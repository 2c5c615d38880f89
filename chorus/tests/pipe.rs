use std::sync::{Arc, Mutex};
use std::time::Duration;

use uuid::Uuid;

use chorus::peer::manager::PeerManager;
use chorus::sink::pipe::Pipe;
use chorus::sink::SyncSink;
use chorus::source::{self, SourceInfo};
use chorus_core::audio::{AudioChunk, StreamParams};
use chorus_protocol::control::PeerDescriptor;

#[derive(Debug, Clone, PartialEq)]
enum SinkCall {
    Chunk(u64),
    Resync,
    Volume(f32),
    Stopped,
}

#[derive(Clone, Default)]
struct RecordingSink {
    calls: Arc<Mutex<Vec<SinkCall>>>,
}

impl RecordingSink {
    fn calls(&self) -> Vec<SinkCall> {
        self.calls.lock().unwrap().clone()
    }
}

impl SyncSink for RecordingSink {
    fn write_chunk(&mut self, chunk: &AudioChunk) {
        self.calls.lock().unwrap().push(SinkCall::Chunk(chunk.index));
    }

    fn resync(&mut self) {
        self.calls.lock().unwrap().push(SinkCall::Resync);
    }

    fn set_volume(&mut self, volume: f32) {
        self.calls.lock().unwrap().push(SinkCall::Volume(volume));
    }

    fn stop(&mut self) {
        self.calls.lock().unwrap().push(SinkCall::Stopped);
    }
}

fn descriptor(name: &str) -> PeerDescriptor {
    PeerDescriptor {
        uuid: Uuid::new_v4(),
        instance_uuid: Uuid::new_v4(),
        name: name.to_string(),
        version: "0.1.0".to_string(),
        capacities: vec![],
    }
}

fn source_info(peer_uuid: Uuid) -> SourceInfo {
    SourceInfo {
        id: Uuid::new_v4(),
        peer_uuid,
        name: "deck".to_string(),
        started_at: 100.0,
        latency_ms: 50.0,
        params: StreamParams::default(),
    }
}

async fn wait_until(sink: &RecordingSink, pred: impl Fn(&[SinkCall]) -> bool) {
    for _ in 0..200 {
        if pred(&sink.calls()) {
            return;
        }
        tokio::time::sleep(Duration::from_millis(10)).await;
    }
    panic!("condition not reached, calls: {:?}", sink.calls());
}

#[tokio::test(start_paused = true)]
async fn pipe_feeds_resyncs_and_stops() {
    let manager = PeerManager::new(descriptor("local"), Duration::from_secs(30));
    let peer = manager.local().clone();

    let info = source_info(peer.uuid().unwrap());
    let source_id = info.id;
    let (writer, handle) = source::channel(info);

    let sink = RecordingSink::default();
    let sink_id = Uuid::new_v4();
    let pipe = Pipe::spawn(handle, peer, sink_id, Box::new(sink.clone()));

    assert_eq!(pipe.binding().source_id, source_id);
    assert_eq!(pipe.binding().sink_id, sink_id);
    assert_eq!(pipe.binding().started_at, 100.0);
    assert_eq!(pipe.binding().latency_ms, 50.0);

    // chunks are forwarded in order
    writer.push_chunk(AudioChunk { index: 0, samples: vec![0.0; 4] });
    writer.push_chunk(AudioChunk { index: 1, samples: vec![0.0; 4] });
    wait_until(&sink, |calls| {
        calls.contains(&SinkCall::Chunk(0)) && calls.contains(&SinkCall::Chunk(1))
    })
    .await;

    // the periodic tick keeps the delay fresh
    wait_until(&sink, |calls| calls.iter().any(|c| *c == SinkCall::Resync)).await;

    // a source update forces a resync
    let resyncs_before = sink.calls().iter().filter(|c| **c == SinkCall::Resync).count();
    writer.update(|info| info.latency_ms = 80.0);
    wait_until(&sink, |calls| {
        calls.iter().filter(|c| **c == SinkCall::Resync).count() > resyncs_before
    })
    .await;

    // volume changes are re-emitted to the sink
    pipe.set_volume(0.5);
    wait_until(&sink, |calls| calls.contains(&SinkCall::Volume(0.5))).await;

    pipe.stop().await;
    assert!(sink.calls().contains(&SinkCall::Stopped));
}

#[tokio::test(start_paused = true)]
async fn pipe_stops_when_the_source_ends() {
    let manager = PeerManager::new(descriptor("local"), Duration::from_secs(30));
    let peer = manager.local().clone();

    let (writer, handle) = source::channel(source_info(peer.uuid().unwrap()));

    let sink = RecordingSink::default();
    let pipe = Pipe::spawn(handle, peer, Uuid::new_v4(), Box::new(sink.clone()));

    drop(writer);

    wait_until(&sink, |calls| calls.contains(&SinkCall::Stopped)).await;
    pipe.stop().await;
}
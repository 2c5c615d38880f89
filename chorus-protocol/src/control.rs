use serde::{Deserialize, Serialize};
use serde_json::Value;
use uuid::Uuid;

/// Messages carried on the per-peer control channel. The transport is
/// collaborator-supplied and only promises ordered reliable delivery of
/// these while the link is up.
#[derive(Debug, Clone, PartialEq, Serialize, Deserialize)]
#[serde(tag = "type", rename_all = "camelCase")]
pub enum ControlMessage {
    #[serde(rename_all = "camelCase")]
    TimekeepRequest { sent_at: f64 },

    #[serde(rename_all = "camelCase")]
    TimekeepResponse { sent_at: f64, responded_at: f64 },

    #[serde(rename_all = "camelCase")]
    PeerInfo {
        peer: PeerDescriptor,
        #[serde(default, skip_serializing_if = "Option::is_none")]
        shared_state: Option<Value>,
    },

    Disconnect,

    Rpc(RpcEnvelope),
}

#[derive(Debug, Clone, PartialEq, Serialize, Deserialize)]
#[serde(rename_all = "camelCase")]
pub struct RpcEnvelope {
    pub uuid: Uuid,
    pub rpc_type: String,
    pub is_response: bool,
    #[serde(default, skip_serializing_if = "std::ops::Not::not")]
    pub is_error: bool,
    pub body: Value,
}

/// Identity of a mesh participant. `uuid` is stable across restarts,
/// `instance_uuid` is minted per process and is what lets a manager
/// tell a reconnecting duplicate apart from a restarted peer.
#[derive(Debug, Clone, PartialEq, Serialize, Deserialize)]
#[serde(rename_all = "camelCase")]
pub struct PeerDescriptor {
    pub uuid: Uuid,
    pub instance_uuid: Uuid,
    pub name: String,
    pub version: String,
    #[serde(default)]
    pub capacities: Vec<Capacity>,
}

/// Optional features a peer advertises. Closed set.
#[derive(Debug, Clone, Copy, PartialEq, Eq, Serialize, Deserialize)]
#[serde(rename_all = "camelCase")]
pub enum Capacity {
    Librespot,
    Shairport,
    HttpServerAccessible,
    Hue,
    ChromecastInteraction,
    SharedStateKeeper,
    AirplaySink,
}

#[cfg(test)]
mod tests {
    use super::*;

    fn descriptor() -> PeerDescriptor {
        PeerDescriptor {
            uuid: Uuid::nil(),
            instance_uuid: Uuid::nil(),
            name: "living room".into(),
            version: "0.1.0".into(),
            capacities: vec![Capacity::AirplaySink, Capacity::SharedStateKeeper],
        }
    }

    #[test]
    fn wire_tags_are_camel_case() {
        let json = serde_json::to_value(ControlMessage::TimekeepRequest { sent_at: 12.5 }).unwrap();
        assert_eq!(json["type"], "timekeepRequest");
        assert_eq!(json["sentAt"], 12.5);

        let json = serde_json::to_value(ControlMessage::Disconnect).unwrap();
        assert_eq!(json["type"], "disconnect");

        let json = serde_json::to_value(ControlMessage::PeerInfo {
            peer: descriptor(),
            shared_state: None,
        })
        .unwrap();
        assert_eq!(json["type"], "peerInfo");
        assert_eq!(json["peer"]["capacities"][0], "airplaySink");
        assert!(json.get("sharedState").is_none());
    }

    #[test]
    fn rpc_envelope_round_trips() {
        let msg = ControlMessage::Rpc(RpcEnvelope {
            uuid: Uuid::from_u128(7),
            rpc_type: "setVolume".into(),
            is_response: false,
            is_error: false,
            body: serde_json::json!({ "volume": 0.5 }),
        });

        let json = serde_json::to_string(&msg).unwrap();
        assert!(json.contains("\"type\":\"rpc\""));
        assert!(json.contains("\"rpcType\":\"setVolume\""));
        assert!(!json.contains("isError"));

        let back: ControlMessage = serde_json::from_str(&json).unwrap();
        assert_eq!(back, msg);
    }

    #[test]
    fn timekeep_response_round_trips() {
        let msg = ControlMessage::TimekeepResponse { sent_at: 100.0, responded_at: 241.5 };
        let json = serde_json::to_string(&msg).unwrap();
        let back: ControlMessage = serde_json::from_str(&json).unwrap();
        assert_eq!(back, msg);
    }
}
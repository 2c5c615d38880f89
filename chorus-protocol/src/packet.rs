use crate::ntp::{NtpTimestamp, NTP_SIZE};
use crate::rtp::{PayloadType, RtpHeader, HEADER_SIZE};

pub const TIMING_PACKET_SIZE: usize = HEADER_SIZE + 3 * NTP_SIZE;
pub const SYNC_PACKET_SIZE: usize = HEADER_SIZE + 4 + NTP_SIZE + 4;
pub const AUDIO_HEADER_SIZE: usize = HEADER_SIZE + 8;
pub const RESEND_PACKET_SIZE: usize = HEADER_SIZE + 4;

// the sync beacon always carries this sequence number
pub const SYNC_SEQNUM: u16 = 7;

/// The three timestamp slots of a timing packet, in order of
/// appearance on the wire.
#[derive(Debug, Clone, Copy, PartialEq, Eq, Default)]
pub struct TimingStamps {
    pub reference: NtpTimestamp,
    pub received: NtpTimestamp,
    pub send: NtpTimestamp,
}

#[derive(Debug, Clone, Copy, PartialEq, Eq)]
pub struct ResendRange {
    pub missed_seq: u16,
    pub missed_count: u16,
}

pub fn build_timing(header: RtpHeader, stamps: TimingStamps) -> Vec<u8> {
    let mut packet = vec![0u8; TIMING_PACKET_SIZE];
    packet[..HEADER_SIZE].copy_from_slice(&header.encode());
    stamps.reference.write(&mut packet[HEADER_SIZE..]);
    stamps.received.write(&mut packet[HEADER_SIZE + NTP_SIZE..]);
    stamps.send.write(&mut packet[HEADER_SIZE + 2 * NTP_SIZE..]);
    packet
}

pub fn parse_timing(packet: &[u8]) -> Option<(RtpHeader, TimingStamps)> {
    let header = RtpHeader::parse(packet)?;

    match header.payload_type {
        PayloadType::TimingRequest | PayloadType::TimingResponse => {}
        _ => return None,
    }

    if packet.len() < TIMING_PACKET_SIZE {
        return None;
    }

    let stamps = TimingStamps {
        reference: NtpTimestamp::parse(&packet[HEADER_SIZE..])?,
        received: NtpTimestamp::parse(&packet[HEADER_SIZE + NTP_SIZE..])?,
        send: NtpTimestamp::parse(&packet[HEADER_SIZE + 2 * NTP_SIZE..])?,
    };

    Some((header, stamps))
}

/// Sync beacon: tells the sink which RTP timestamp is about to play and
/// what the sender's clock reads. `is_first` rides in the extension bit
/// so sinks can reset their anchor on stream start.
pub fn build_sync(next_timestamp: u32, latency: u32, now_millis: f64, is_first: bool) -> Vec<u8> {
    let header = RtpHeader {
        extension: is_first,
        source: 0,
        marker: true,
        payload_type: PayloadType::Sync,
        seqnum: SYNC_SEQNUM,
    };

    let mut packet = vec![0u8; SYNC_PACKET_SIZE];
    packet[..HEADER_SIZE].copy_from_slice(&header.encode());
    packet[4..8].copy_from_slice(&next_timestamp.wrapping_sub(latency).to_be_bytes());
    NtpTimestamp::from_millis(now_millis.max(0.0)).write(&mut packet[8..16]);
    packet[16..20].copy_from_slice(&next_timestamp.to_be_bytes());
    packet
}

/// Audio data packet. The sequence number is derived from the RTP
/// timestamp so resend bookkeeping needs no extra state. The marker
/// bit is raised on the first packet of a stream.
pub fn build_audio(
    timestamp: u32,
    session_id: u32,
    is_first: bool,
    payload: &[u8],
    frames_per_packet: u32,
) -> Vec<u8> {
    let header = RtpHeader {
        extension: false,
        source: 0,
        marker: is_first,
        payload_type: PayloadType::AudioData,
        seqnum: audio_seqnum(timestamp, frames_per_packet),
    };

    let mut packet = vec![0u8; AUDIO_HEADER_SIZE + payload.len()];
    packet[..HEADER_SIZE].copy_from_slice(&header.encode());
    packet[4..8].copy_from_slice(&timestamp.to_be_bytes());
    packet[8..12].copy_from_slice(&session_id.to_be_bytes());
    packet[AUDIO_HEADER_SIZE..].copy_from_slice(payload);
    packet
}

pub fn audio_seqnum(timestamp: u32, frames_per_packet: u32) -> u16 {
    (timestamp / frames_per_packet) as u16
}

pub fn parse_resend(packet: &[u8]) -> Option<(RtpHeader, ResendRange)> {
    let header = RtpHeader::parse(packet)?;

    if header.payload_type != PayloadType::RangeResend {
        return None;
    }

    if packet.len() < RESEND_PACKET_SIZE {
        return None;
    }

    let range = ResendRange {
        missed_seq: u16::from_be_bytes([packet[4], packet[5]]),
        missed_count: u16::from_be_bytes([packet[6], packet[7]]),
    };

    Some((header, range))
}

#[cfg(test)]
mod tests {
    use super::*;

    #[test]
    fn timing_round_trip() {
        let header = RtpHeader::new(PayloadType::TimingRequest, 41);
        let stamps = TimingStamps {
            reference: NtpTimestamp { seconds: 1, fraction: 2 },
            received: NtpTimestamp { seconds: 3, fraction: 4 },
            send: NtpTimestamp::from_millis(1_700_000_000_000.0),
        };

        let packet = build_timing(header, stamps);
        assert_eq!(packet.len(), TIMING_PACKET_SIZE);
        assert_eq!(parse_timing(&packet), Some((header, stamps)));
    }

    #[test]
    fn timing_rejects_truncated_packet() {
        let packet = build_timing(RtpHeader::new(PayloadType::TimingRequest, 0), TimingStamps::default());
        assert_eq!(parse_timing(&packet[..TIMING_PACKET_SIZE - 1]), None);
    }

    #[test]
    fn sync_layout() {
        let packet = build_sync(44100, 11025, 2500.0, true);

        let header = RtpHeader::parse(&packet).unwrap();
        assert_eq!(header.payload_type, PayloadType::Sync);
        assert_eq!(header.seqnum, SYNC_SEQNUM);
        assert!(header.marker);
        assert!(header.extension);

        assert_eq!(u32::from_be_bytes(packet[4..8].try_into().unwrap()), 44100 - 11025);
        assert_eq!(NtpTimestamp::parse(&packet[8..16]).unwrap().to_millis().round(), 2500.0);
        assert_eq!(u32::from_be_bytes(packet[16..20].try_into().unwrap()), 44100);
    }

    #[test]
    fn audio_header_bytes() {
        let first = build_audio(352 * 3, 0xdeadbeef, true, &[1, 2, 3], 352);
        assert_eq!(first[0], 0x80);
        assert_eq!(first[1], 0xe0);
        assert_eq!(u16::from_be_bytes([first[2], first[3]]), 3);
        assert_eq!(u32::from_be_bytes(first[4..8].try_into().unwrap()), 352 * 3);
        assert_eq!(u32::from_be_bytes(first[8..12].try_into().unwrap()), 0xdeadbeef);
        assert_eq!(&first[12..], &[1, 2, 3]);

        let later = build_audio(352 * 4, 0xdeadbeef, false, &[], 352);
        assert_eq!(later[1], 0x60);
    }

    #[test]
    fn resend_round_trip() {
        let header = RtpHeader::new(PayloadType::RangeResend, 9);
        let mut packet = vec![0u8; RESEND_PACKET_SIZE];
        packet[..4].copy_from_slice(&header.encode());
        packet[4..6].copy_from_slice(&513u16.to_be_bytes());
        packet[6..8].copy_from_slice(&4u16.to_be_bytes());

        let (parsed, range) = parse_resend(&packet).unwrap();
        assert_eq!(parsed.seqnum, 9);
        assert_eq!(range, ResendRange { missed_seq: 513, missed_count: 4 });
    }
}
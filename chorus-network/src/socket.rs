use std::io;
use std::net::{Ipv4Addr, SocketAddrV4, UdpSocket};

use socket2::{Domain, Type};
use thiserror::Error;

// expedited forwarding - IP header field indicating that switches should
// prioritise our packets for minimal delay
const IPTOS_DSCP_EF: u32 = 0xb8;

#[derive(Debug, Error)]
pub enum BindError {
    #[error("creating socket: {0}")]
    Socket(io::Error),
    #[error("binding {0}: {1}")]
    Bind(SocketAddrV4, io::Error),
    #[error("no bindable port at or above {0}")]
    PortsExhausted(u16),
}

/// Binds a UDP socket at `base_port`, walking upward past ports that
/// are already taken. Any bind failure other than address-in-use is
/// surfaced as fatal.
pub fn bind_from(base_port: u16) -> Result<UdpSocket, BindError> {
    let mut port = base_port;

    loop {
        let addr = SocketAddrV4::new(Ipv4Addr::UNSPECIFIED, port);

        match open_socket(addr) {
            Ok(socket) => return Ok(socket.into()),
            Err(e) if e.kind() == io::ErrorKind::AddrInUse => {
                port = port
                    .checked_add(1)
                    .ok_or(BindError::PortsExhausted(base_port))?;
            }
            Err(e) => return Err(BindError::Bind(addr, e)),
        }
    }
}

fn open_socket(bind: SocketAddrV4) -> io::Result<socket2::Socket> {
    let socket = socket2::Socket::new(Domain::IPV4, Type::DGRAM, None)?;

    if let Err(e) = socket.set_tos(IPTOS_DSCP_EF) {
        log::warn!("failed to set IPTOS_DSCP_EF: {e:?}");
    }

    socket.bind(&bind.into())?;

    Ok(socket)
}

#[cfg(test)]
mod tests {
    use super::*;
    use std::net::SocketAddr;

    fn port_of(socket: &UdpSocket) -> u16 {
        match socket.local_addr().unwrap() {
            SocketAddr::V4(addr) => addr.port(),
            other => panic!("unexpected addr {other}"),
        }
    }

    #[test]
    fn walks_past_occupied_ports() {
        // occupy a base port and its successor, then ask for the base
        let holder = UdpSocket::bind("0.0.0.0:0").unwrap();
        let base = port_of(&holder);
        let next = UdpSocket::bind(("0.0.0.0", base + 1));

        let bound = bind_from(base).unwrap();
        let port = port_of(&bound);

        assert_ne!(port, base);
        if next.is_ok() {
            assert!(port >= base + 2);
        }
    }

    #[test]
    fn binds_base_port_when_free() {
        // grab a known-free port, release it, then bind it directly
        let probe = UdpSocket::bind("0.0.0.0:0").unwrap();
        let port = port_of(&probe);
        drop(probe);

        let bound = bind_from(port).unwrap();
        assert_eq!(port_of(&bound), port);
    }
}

..............................

§ Your instructions
Search the listing for the string "other". Copy each line where it is found.

§ Problem solution
/// are already taken. Any bind failure other than address-in-use is
            other => panic!("unexpected addr {other}"),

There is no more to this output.